1.1.3. Case Study: CA Parks & Recreation Fleet#

The government of California publishes data about its fleet of vehicles on the California Open Data portal. As of March 2025, the data set includes all non-confidential vehicles owned by agencies from 2015-2023. We’ll use a subset of this data to compute how many vehicles the CA Department of Parks and Recreation purchased each year from 2019 to 2023. The data set is published as a messy CSV, so we’ll need to do some cleaning and parse the dates in order to use it.

Important

Click here to download the CA Parks & Recreation Fleet data set.

If you haven’t already, we recommend you create a directory for this workshop. In your workshop directory, create a data/ subdirectory. Download and save the data set in the data/ subdirectory.

Documentation for the CA Parks & Recreation Fleet Data Set

Each row in the data set contains measurements from one vehicle-year combination.
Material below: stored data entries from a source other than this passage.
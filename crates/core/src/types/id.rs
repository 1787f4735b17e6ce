//! Newtype IDs for type-safe entity references.
//!
//! Use the `define_id!` macro to create type-safe ID wrappers that prevent
//! accidentally mixing IDs from different entity types. Catalog and session
//! identifiers are opaque strings (`"p1"`, `"user-1718000000000"`), so the
//! wrappers hold a `String`.

/// Macro to define a type-safe string ID wrapper.
///
/// Creates a newtype wrapper around `String` with:
/// - `Serialize`/`Deserialize` with `#[serde(transparent)]`
/// - `Debug`, `Clone`, `PartialEq`, `Eq`, `Hash`, `PartialOrd`, `Ord`
/// - Conversion methods: `new()`, `as_str()`, `into_inner()`
/// - `From<&str>`, `From<String>` and `Display` implementations
///
/// # Example
///
/// ```rust
/// # use creator_market_core::define_id;
/// define_id!(OrderId);
/// define_id!(ReviewId);
///
/// let order_id = OrderId::new("o-1");
/// let review_id = ReviewId::new("o-1");
///
/// // These are different types, so this won't compile:
/// // let _: OrderId = review_id;
/// assert_eq!(order_id.as_str(), review_id.as_str());
/// ```
#[macro_export]
macro_rules! define_id {
    ($name:ident) => {
        #[derive(
            Debug,
            Clone,
            PartialEq,
            Eq,
            Hash,
            PartialOrd,
            Ord,
            ::serde::Serialize,
            ::serde::Deserialize
        )]
        #[serde(transparent)]
        pub struct $name(String);

        impl $name {
            /// Create a new ID from any string-like value.
            #[must_use]
            pub fn new(id: impl Into<String>) -> Self {
                Self(id.into())
            }

            /// Get the underlying string slice.
            #[must_use]
            pub fn as_str(&self) -> &str {
                &self.0
            }

            /// Consume the ID and return the inner string.
            #[must_use]
            pub fn into_inner(self) -> String {
                self.0
            }
        }

        impl ::core::fmt::Display for $name {
            fn fmt(&self, f: &mut ::core::fmt::Formatter<'_>) -> ::core::fmt::Result {
                f.pad(&self.0)
            }
        }

        impl From<&str> for $name {
            fn from(id: &str) -> Self {
                Self(id.to_owned())
            }
        }

        impl From<String> for $name {
            fn from(id: String) -> Self {
                Self(id)
            }
        }

        impl AsRef<str> for $name {
            fn as_ref(&self) -> &str {
                &self.0
            }
        }
    };
}

define_id!(ProductId);
define_id!(CreatorId);
define_id!(UserId);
Click here to download the documentation for the columns.

This data set is a subset of the much larger CA State Fleet data set.

To get started, read the data set from wherever you saved it:

fleet = pl.read_csv("data/2015-2023_ca_parks_fleet.csv")
fleet.head()

shape: (5, 34)

agency	report_year	disposed	equipment_number	asset_category	model_year	make_model	postal_code	asset_type	weight_class	passenger_vehicle	payload_rating	shipping_weight	wheel_type	tire_size	fuel_type	engine_configuration	emissions_type_code	primary_application	secondary_application	acquisition_delivery_date	suv_justification	pickup_4_by_4_justification	acquisition_method	purchase_price	annual_lease_rate	acquisition_mileage	disposition_date	transferred_to	disposition_method	disposition_reason	disposition_mileage	disposition_sold_amount	total_miles
str	i64	str	str	str	i64	str	i64	str	str	str	str	str	str	str	str	str	str	str	str	str	str	str	str	i64	str	str	str	str	str	str	i64	i64	str
"Parks and Recreation, Departme…	2015	"No"	"93462"	"Ground"	1976	"TUCKER 1643"	96142	"Construction Equipment"	null	"No"	null	null	null	null	"Diesel"	"Dedicated"	null	"Maintenance of public faciliti…	null	"1/1/2001"	null	null	"Purchase"	2000	null	"Null "	null	null	null	null	null	null	null
"Parks and Recreation, Departme…	2015	"No"	"100380"	"Ground"	1979	"FLEETWOOD HOMETTE"	94954	"Non-Self Propelled"	null	"Yes"	null	null	null	null	null	null	null	"Maintenance of public faciliti…	null	"1/1/1979"	null	null	"Purchase"	11483	null	"Null "	null	null	null	null	null	null	null
"Parks and Recreation, Departme…	2015	"Yes"	"117844"	"Ground"	2001	"MACHETE CHIPPER"	91302	"Non-Self Propelled"	null	"Yes"	null	null	null	null	"Gasoline"	"Dedicated"	null	"Maintenance of public faciliti…	null	"1/31/2001"	null	null	"Purchase"	26870	null	"Null "	"6/7/2018"	null	null	null	null	null	null
"Parks and Recreation, Departme…	2015	"No"	"115503"	"Ground"	1987	"KIT OFFICE TRAILER"	95430	"Non-Self Propelled"	null	"Yes"	null	null	null	null	null	null	null	"Maintenance of public faciliti…	null	"1/1/2001"	null	null	"Purchase"	10197	null	"Null "	null	null	null	null	null	null	null
"Parks and Recreation, Departme…	2015	"No"	"3554"	"Ground"	1960	"MAVERICK MFG CORP WELDER"	95430	"Non-Self Propelled"	"Light Duty"	"Yes"	null	null	null	null	null	null	null	"Maintenance of public faciliti…	null	"1/1/2001"	null	null	"Purchase"	500	null	"Null "	null	null	null	null	null	null	null

Since we want to compute the number of acquisitions each year, we’ll focus on two columns: acquisition_method and acquisition_delivery_date. The acquisition_method column indicates whether the vehicle was purchased, donated, transferred from a different agency, or something else. We’re only interested in purchases, so we can filter the others out:

fleet = fleet.filter(pl.col("acquisition_method") == "Purchase")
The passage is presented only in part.